• _What is needed_
Could every line below be written out exactly as it appears?

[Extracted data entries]

┄┄┄┄┄┄

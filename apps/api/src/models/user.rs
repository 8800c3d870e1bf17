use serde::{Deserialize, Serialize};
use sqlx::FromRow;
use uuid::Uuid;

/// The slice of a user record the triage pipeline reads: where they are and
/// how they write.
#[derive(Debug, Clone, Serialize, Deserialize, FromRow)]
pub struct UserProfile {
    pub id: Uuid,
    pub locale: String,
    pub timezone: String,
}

┄┄┄┄┄┄

• _Task solution_
filename apps/api/src/models/user.rs
repository 8800c3d870e1bf17
use serde::{Deserialize, Serialize};
use sqlx::FromRow;
use uuid::Uuid;

/// The slice of a user record the triage pipeline reads: where they are and
/// how they write.
#[derive(Debug, Clone, Serialize, Deserialize, FromRow)]
pub struct UserProfile {
    pub id: Uuid,
    pub locale: String,
    pub timezone: String,
}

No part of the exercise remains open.